Monsieur de La Mothe Fénélon, vous aurez entendu ce que je escrivis avant hyer de la blesseure de mon cousin l'Admiral, et comme, après ce faire tout ce qui m'estoit possible pour la vérification du faict et en faire faire si grande et prompte justice qu'il en feust exemple par tout mon royaume, à quoy il ne s'est rien oublié; despuis il est advenu que ceux de la maison de Guyse et les autres sieurs et gentilhommes qui leur adhèrent, qui n'ont petite part en ceste ville, comme chascun sçait, ayant sceu certainement que les amis de mon dict cousin l'Admiral vouloient poursuivre, et exécuter sur eux vengeance de ceste blesseure, parce qu'ils les soubçonnoient d'en estre la cause, se sont esmeus ceste nuit passée, si bien qu'entre les uns et les autres il s'est passé une grande et lamantable sédition, ayant esté forcé le corps de garde qui avoit esté ordonné à l'entour de la maison du dict sieur Admiral, luy tué avec quelques autres gentilshommes, comme il en a esté aussi massacré d'autres en plusieurs endroicts de la ville: ce qui s'est meu avec une telle furie qu'il n'a esté possible d'y apporter le remède tel que l'on eût peu désirer, ayant eu assez à faire à employer mes gardes et autres forces pour me tenir en seureté dans mon chasteau du Louvre, ayant donné cependant ordre partout d'appaiser la dicte sédition, qui s'est extrêmement eschauffée par toute ceste ville. Ce qui est advenu par la querelle particullière qui est, de longtemps, entre ces deux maisons.

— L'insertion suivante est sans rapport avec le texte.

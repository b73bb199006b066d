// Copyright 2026 Phillip Cloud
// Licensed under the Apache License, Version 2.0

use anyhow::{Context, Result, anyhow};
use datefield_app::{CaretHandle, CaretRange, DateInputState, FieldProps, FieldRuntime};
use time::{Date, Duration, Month};

const REFERENCE_YEAR: i32 = 2026;

const GARBAGE_FRAGMENTS: [&str; 12] = [
    "zz", "13", "00", "99", "/", "//", "2o24", "abc", "-", " ", "31", "0x",
];

#[derive(Debug, Clone)]
struct DeterministicRng {
    state: u64,
}

impl DeterministicRng {
    fn new(seed: u64) -> Self {
        let mut state = seed ^ 0x9E37_79B9_7F4A_7C15;
        if state == 0 {
            state = 0xA409_3822_299F_31D0;
        }
        Self { state }
    }

    fn next_u64(&mut self) -> u64 {
        self.state = self
            .state
            .wrapping_mul(6_364_136_223_846_793_005)
            .wrapping_add(1_442_695_040_888_963_407);

        let mut x = self.state;
        x ^= x >> 13;
        x ^= x << 7;
        x ^= x >> 17;
        x
    }

    fn int_n(&mut self, n: usize) -> usize {
        if n <= 1 {
            return 0;
        }
        (self.next_u64() % (n as u64)) as usize
    }
}

/// Seeded source of calendar dates and junk field text.
#[derive(Debug, Clone)]
pub struct DateFaker {
    rng: DeterministicRng,
}

impl DateFaker {
    pub fn new(seed: u64) -> Self {
        let normalized = if seed == 0 { 1 } else { seed };
        Self {
            rng: DeterministicRng::new(normalized),
        }
    }

    pub fn int_n(&mut self, n: usize) -> usize {
        self.rng.int_n(n)
    }

    /// Uniform date in `[start, end)`. Returns `start` when the span is empty.
    pub fn date_between(&mut self, start: Date, end: Date) -> Date {
        let span = (end - start).whole_days();
        if span <= 0 {
            return start;
        }
        let offset = self.rng.int_n(span as usize) as i64;
        start.checked_add(Duration::days(offset)).unwrap_or(start)
    }

    pub fn date_in_year(&mut self, year: i32) -> Date {
        let (Ok(start), Ok(end)) = (
            Date::from_calendar_date(year, Month::January, 1),
            Date::from_calendar_date(year + 1, Month::January, 1),
        ) else {
            return reference_today();
        };
        self.date_between(start, end)
    }

    /// Text a user might type that never forms a complete valid date.
    pub fn garbage_text(&mut self) -> String {
        let pieces = 1 + self.rng.int_n(4);
        let mut text = String::new();
        for _ in 0..pieces {
            text.push_str(GARBAGE_FRAGMENTS[self.rng.int_n(GARBAGE_FRAGMENTS.len())]);
        }
        text
    }
}

/// Caret handle that remembers every range the control asked for.
#[derive(Debug, Clone, Default, PartialEq, Eq)]
pub struct RecordingCaret {
    pub range: CaretRange,
    pub history: Vec<CaretRange>,
}

impl RecordingCaret {
    pub fn at(offset: usize) -> Self {
        Self {
            range: CaretRange::caret(offset),
            history: Vec::new(),
        }
    }
}

impl CaretHandle for RecordingCaret {
    fn caret(&self) -> CaretRange {
        self.range
    }

    fn set_caret(&mut self, range: CaretRange) {
        self.range = range;
        self.history.push(range);
    }
}

/// Owner that stores whatever it is handed, unless told to keep a pinned value.
#[derive(Debug, Clone, Default, PartialEq, Eq)]
pub struct RecordingOwner {
    pub value: Option<String>,
    pub commits: Vec<Option<String>>,
    pub pinned: Option<Option<String>>,
}

impl RecordingOwner {
    pub fn with_value(value: &str) -> Self {
        Self {
            value: Some(value.to_owned()),
            ..Self::default()
        }
    }

    /// Owner that records commits but always renders `value` back.
    pub fn pinned(value: Option<&str>) -> Self {
        let value = value.map(str::to_owned);
        Self {
            value: value.clone(),
            commits: Vec::new(),
            pinned: Some(value),
        }
    }
}

impl FieldRuntime for RecordingOwner {
    fn commit(&mut self, value: Option<&str>) -> Result<()> {
        self.commits.push(value.map(str::to_owned));
        if self.pinned.is_none() {
            self.value = value.map(str::to_owned);
        }
        Ok(())
    }

    fn value(&self) -> Option<String> {
        match &self.pinned {
            Some(pinned) => pinned.clone(),
            None => self.value.clone(),
        }
    }
}

pub fn field_state(value: Option<&str>, min_date: Option<Date>, clearable: bool) -> DateInputState {
    DateInputState::new(
        FieldProps {
            value: value.map(str::to_owned),
            min_date,
            placeholder: "MM/DD/YYYY".to_owned(),
            clearable,
            label: "Payment date".to_owned(),
        },
        reference_today(),
    )
}

pub fn date(year: i32, month: u8, day: u8) -> Result<Date> {
    let month = Month::try_from(month).map_err(|_| anyhow!("month {month} out of range"))?;
    Date::from_calendar_date(year, month, day)
        .with_context(|| format!("build fixture date {year}-{month}-{day}"))
}

pub fn reference_today() -> Date {
    Date::from_calendar_date(REFERENCE_YEAR, Month::February, 19).unwrap_or(Date::MIN)
}

#[cfg(test)]
mod tests {
    use super::{DateFaker, RecordingOwner, date, reference_today};
    use anyhow::Result;
    use datefield_app::{FieldRuntime, parse_display};

    #[test]
    fn faker_is_deterministic_per_seed() {
        let mut first = DateFaker::new(7);
        let mut second = DateFaker::new(7);
        for _ in 0..20 {
            assert_eq!(first.date_in_year(2024), second.date_in_year(2024));
        }
    }

    #[test]
    fn date_between_stays_in_range() -> Result<()> {
        let start = date(2024, 2, 1)?;
        let end = date(2024, 3, 1)?;
        let mut faker = DateFaker::new(42);
        for _ in 0..200 {
            let value = faker.date_between(start, end);
            assert!(value >= start && value < end, "got {value}");
        }
        assert_eq!(faker.date_between(end, start), end);
        Ok(())
    }

    #[test]
    fn garbage_text_never_parses_to_a_date() {
        let mut faker = DateFaker::new(3);
        for _ in 0..200 {
            let text = faker.garbage_text();
            assert_eq!(parse_display(&text).date(), None, "text {text:?}");
        }
    }

    #[test]
    fn pinned_owner_ignores_commits() -> Result<()> {
        let mut owner = RecordingOwner::pinned(Some("2024-01-01"));
        owner.commit(Some("2024-02-02"))?;
        assert_eq!(owner.value().as_deref(), Some("2024-01-01"));
        assert_eq!(owner.commits, vec![Some("2024-02-02".to_owned())]);
        Ok(())
    }

    #[test]
    fn reference_today_is_fixed() -> Result<()> {
        assert_eq!(reference_today(), date(2026, 2, 19)?);
        Ok(())
    }
}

De laquelle ayant tousjours préveu qu'il adviendroit quelque mauvais effaict, j'avois cy devant faict tout ce qui m'avoit esté possible pour l'appaiser, ainsi que chascun sçait; n'y ayant en cella rien de la rupture de mon édict de pacification, lequel je veux au contraire entretenir plus exactement que jamais, ainsi que je le fais sçavoir par tous les endroictz de mon royaume, et que je vous prie aussi faire entendre par delà à ma sœur, la Royne d'Angleterre, et aux autres qu'il sera besoin, afin que l'on n'entre en aucune opinion de la rupture du dict édict, ni que j'y aye aucune volonté; mais que chascun cognoisse que j'ay grand desplaisir de ce qui est ainsi mal advenu, et que c'est bien la chose que je déteste le plus.
J'ay près de moy mon frère, le Roy de Navarre, et mon cousin, le Prince de Condé, pour avoir mesme fortune que moy.
Sur ce, je prierai Dieu, Monsieur de La Mothe Fénélon, vous avoir en sa saincte et digne garde.
Escript à Paris, le XXIVe jour d'aoust 1572.
CHARLES. PINART.
Je vous prie de faire tenir, au plus tost, au Sr Du Croq la lettre que je luy escris.